In the game, FC Cincinnati started Eric Alexander at right wing and someone named Corben Bone played in the no. 10 role.
The team managed just seven shots with three on goal and only had 36% possession. It was a rout in ever sense of the word. Coming off of a difficult loss, FCC will enter another difficult environment. Atlanta United is more talented that Seattle, is coming off of winning MLS Cup, has a roster full of players that can put another hurt on the new team, and the fans will be howling for a win on Sunday.
That said, Corben Bone’s days may be numbered. Joining the squad on loan this week is Kenny Saief, the attacking midfielder who has been oft injured, sometimes hyped, and in and out of favor with whatever club he happens to be on in Belgium. He may or may not start, but Saief provides a much needed attacking boost for Cincinnati. With Atlanta United struggling so far this year, it isn’t unforeseeable that he - or Darren Mattocks or Kekuta Manneh or Fanendo Adi or a revenge seeking Kendall Waston - could be the difference in the result of the match.
Going Galaxy Brain
Before the DC United match I mentioned that maybe Atlanta would put out a lineup that was so bad that it’s good. Instead the team put out a lineup that was so good that it was bad - it turns out that Atlanta United cannot simply turn into the 2015 Colorado Rapids.

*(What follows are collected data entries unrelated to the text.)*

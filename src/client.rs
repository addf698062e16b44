//! HTTP transport used by the measurers
//!
//! Every network call of a run goes through the [`HttpClient`] trait so the
//! engine can be driven by a scripted transport in tests.


use crate::{
    defaults::USER_AGENT,
    error::{AppError, Result},
};
use async_trait::async_trait;
use futures::stream::{BoxStream, StreamExt};
use reqwest::{Client, Method};
use std::time::Duration;

/// HTTP client trait for abstraction and testing
#[async_trait]
pub trait HttpClient: Send + Sync {
    /// Execute a HEAD request; only the status is returned
    async fn head(&self, url: &str, timeout: Duration) -> Result<HttpResponse>;

    /// Start a streaming GET; the body is delivered as chunk sizes
    async fn get_stream(&self, url: &str, timeout: Duration) -> Result<DownloadStream>;

    /// POST `body` and wait for the response status
    async fn post(&self, url: &str, body: Vec<u8>, timeout: Duration) -> Result<HttpResponse>;
}

/// Status of a completed request
#[derive(Debug, Clone, Copy, PartialEq, Eq)]
pub struct HttpResponse {
    pub status_code: u16,
}

impl HttpResponse {
    pub fn new(status_code: u16) -> Self {
        Self { status_code }
    }

    /// Check if the response indicates success
    pub fn is_success(&self) -> bool {
        (200..300).contains(&self.status_code)
    }
}

/// A response whose body is consumed incrementally
///
/// Chunks are reported by length only; the payload bytes are dropped as soon
/// as they arrive.
pub struct DownloadStream {
    pub status_code: u16,

    /// Total size if the server advertised one
    pub content_length: Option<u64>,

    pub chunks: BoxStream<'static, Result<usize>>,
}

impl DownloadStream {
    pub fn is_success(&self) -> bool {
        (200..300).contains(&self.status_code)
    }
}

impl std::fmt::Debug for DownloadStream {
    fn fmt(&self, f: &mut std::fmt::Formatter<'_>) -> std::fmt::Result {
        f.debug_struct("DownloadStream")
            .field("status_code", &self.status_code)
            .field("content_length", &self.content_length)
            .finish_non_exhaustive()
    }
}

/// `reqwest`-backed implementation of [`HttpClient`]
#[derive(Debug, Clone)]
pub struct NetworkClient {
    client: Client,
}

impl NetworkClient {
    /// Create a new network client
    pub fn new() -> Result<Self> {
        Self::with_user_agent(USER_AGENT)
    }

    /// Create a network client sending a custom user agent
    pub fn with_user_agent(user_agent: &str) -> Result<Self> {
        let client = Client::builder()
            .user_agent(user_agent)
            .build()
            .map_err(|e| AppError::network(format!("Failed to create HTTP client: {}", e)))?;

        Ok(Self { client })
    }

    async fn send(&self, method: Method, url: &str, body: Option<Vec<u8>>, timeout: Duration) -> Result<reqwest::Response> {
        let url = reqwest::Url::parse(url)
            .map_err(|e| AppError::parse(format!("Invalid URL '{}': {}", url, e)))?;

        let mut request = self.client.request(method, url).timeout(timeout);
        if let Some(body) = body {
            request = request
                .header(reqwest::header::CONTENT_TYPE, "application/octet-stream")
                .body(body);
        }

        request.send().await.map_err(AppError::from)
    }
}

#[async_trait]
impl HttpClient for NetworkClient {
    async fn head(&self, url: &str, timeout: Duration) -> Result<HttpResponse> {
        let response = self.send(Method::HEAD, url, None, timeout).await?;
        Ok(HttpResponse::new(response.status().as_u16()))
    }

    async fn get_stream(&self, url: &str, timeout: Duration) -> Result<DownloadStream> {
        let response = self.send(Method::GET, url, None, timeout).await?;
        let status_code = response.status().as_u16();
        let content_length = response.content_length();

        let chunks = response
            .bytes_stream()
            .map(|chunk| chunk.map(|bytes| bytes.len()).map_err(AppError::from))
            .boxed();

        Ok(DownloadStream {
            status_code,
            content_length,
            chunks,
        })
    }

    async fn post(&self, url: &str, body: Vec<u8>, timeout: Duration) -> Result<HttpResponse> {
        let response = self.send(Method::POST, url, Some(body), timeout).await?;
        Ok(HttpResponse::new(response.status().as_u16()))
    }
}
//! Cancellation token threaded through every suspension point of a run

use crate::error::{AppError, Result};
use std::future::Future;
use std::sync::Arc;
use tokio::sync::watch;

/// Cloneable handle that cancels a run when triggered
#[derive(Debug, Clone)]
pub struct CancelToken {
    sender: Arc<watch::Sender<bool>>,
}

impl Default for CancelToken {
    fn default() -> Self {
        Self::new()
    }
}

impl CancelToken {
    pub fn new() -> Self {
        let (sender, _) = watch::channel(false);
        Self {
            sender: Arc::new(sender),
        }
    }

    /// Request cancellation; every clone observes it
    pub fn cancel(&self) {
        self.sender.send_replace(true);
    }

    pub fn is_cancelled(&self) -> bool {
        *self.sender.borrow()
    }

    /// Resolves once the token is cancelled
    pub async fn cancelled(&self) {
        let mut receiver = self.sender.subscribe();
        // The sender lives in `self`, so `changed` cannot fail while we wait.
        while !*receiver.borrow_and_update() {
            if receiver.changed().await.is_err() {
                std::future::pending::<()>().await;
            }
        }
    }

    /// Fail fast with [`AppError::Cancelled`] if the token was triggered
    pub fn check(&self) -> Result<()> {
        if self.is_cancelled() {
            Err(AppError::Cancelled)
        } else {
            Ok(())
        }
    }

    /// Drive `operation` unless the token fires first
    pub async fn guard<T, F>(&self, operation: F) -> Result<T>
    where
        F: Future<Output = Result<T>>,
    {
        self.check()?;
        tokio::select! {
            biased;
            _ = self.cancelled() => Err(AppError::Cancelled),
            result = operation => result,
        }
    }
}

#[cfg(test)]
mod tests {
    use super::*;
    use std::time::Duration;

    #[tokio::test]
    async fn test_guard_passes_result_through() {
        let token = CancelToken::new();
        let value = token.guard(async { Ok::<_, AppError>(7) }).await.unwrap();
        assert_eq!(value, 7);
    }

    #[tokio::test]
    async fn test_guard_interrupts_pending_operation() {
        let token = CancelToken::new();
        let trigger = token.clone();

        tokio::spawn(async move {
            tokio::time::sleep(Duration::from_millis(20)).await;
            trigger.cancel();
        });

        let result = token
            .guard(async {
                tokio::time::sleep(Duration::from_secs(30)).await;
                Ok::<_, AppError>(())
            })
            .await;

        assert_eq!(result, Err(AppError::Cancelled));
        assert!(token.is_cancelled());
    }

    #[tokio::test]
    async fn test_already_cancelled_token_fails_fast() {
        let token = CancelToken::new();
        token.cancel();

        assert_eq!(token.check(), Err(AppError::Cancelled));
        let result = token.guard(async { Ok::<_, AppError>(1) }).await;
        assert_eq!(result, Err(AppError::Cancelled));
    }

    #[test]
    fn test_clones_share_cancellation() {
        tokio_test::block_on(async {
            let token = CancelToken::new();
            let clone = token.clone();
            assert!(!clone.is_cancelled());

            token.cancel();
            clone.cancelled().await;
            assert!(clone.is_cancelled());
            assert_eq!(clone.check(), Err(AppError::Cancelled));
        });
    }
}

I tapped into my higher level of consciousness once again and it revealed to me that Atlanta United is a good team and that should Frank de Boer decide that five games in 17 days is a lot of soccer to be played, across three countries no less, his team’s depth should be able to carry it against a side like FC Cincinnati. Really, let’s see Andrew Carleton and Jeff Larentowicz start. Maybe even bring Josef off of the bench. Atlanta should be talented enough to start some depth players and roll the ball onto the field against an expansion side and come away with a win. It’s early in the year, perhaps the stars need rest ahead of mounting a comeback against Monterrey, plus everyone wants to watch Andrew Carleton nutmeg Alvas Powell.
Sticking to reality
Is that going to happen? Who knows. At this point there’s nothing to indicate that Frank de Boer is going to rotate his squad, if that’s good or bad is up for debate, but so far it seems like he’s confident in the resiliency of his players when it comes to playing a lot of minutes to begin the year. So far, FdB has chosen to rely on the best IX and their fitness rather than give minutes to players like Andrew Carleton and Jeff Larentowicz, I have a hard time thinking that’s going to change in a game against such a weak opponent.
The Five Stripes are in a position where the team hasn’t been able to take the game to its opponents and is instead reacting to what is happening in the match. Losing two games in a row is bad, losing three would be worse, but the team has an excellent opportunity to break that streak. At home against a team new to MLS, there’s every reason to think they’re capable of doing it.